Cleveland Central Catholic High School is a private co-educational high school located in Cleveland, Ohio.  It is run by the Roman Catholic Diocese of Cleveland. It is a member of the North Central Association, the Notre Dame Education Association, and the National Catholic Education Association.

History

Cleveland Central Catholic was formed by the merger of 4 Roman Catholic Cleveland high schools - St. John Cantius, Lourdes Central, St. Michael the Archangel, and St. Stanislaus.
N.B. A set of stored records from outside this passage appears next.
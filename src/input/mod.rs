//! Input handling and key bindings
//!
//! The input system uses a stack-based handler architecture where handlers
//! can be pushed/popped to create modal interfaces (e.g. confirmation
//! prompts). Keys the top handler passes through reach the default bindings.

pub mod confirm_handler;
pub mod default_handler;
pub mod handler;
pub mod keymap;

pub use confirm_handler::ConfirmHandler;
pub use default_handler::DefaultKeyHandler;
pub use handler::{HandlerAction, HandlerStack, KeyHandler};
pub use keymap::{create_default_keymap, KeyAction};

use crate::state::State;
use crate::Result;
use std::time::Instant;

/// Split a chunk of terminal input into individual keys
///
/// Auto-repeat and fast typing can deliver several keys in one read. A key
/// is a CSI sequence (`ESC [` up to its final byte), an SS3 sequence
/// (`ESC O` plus one byte), ESC plus one byte, or one UTF-8 character.
pub fn split_keys(input: &[u8]) -> Vec<&[u8]> {
    let mut keys = Vec::new();
    let mut start = 0;

    while start < input.len() {
        let len = match &input[start..] {
            [0x1b, b'[', rest @ ..] => {
                // Parameters and intermediates run until a final byte 0x40-0x7e
                match rest.iter().position(|b| (0x40..=0x7e).contains(b)) {
                    Some(end) => end + 3,
                    None => input.len() - start,
                }
            }
            [0x1b, b'O', _, ..] => 3,
            [0x1b, next, ..] if *next != 0x1b => 2,
            [first, ..] => utf8_len(*first).min(input.len() - start),
            [] => break,
        };
        keys.push(&input[start..start + len]);
        start += len;
    }

    keys
}

/// Route every key in a chunk of input, stopping once the player quits
pub fn handle_keys(
    input: &[u8],
    state: &mut State,
    default_handler: &mut DefaultKeyHandler,
    now: Instant,
) -> Result<()> {
    for key in split_keys(input) {
        if !state.is_running() {
            break;
        }
        handle_input(key, state, default_handler, now)?;
    }
    Ok(())
}

fn utf8_len(first: u8) -> usize {
    match first {
        0xc0..=0xdf => 2,
        0xe0..=0xef => 3,
        0xf0..=0xf7 => 4,
        _ => 1,
    }
}

/// Route one key of keyboard input through the modal stack and default bindings
pub fn handle_input(
    input: &[u8],
    state: &mut State,
    default_handler: &mut DefaultKeyHandler,
    now: Instant,
) -> Result<HandlerAction> {
    // Temporarily pop the handler so it can borrow the state mutably
    if let Some(mut handler) = state.handlers.pop() {
        let action = handler.process(input, state, now)?;
        match action {
            HandlerAction::Remove => return Ok(action),
            HandlerAction::Handled => {
                state.handlers.push(handler);
                return Ok(action);
            }
            HandlerAction::Passthrough => state.handlers.push(handler),
        }
    }

    default_handler.process_key(input, state, now)
}

#[cfg(test)]
mod tests {
    use super::*;

    #[test]
    fn test_split_repeated_arrows() {
        assert_eq!(split_keys(b"\x1b[C\x1b[C"), vec![&b"\x1b[C"[..], &b"\x1b[C"[..]]);
        assert_eq!(split_keys(b"\x1bOA\x1b[B"), vec![&b"\x1bOA"[..], &b"\x1b[B"[..]]);
    }

    #[test]
    fn test_split_plain_and_mixed_keys() {
        assert_eq!(split_keys(b"12"), vec![&b"1"[..], &b"2"[..]]);
        assert_eq!(split_keys(b"\x1b[1;5Cq"), vec![&b"\x1b[1;5C"[..], &b"q"[..]]);
        assert_eq!(split_keys(b"\x1b"), vec![&b"\x1b"[..]]);
        assert_eq!(split_keys(b"\x1b\x1b[D"), vec![&b"\x1b"[..], &b"\x1b[D"[..]]);
        assert_eq!(split_keys("é ".as_bytes()), vec!["é".as_bytes(), &b" "[..]]);
        assert!(split_keys(b"").is_empty());
    }
}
Its first year of operation was the 1969-1970 scholastic year.

Clubs and activities
Student clubs include: Academic Challenge Team, Chess Club, Class Councils, Spanish Club, National Honor Society, Liturgical Music, SADD, Drama Club, and Intramural Sports.
 
The school's Latin Club functions as a local chapter of both the Ohio Junior Classical League (OJCL) and National Junior Classical League (NJCL).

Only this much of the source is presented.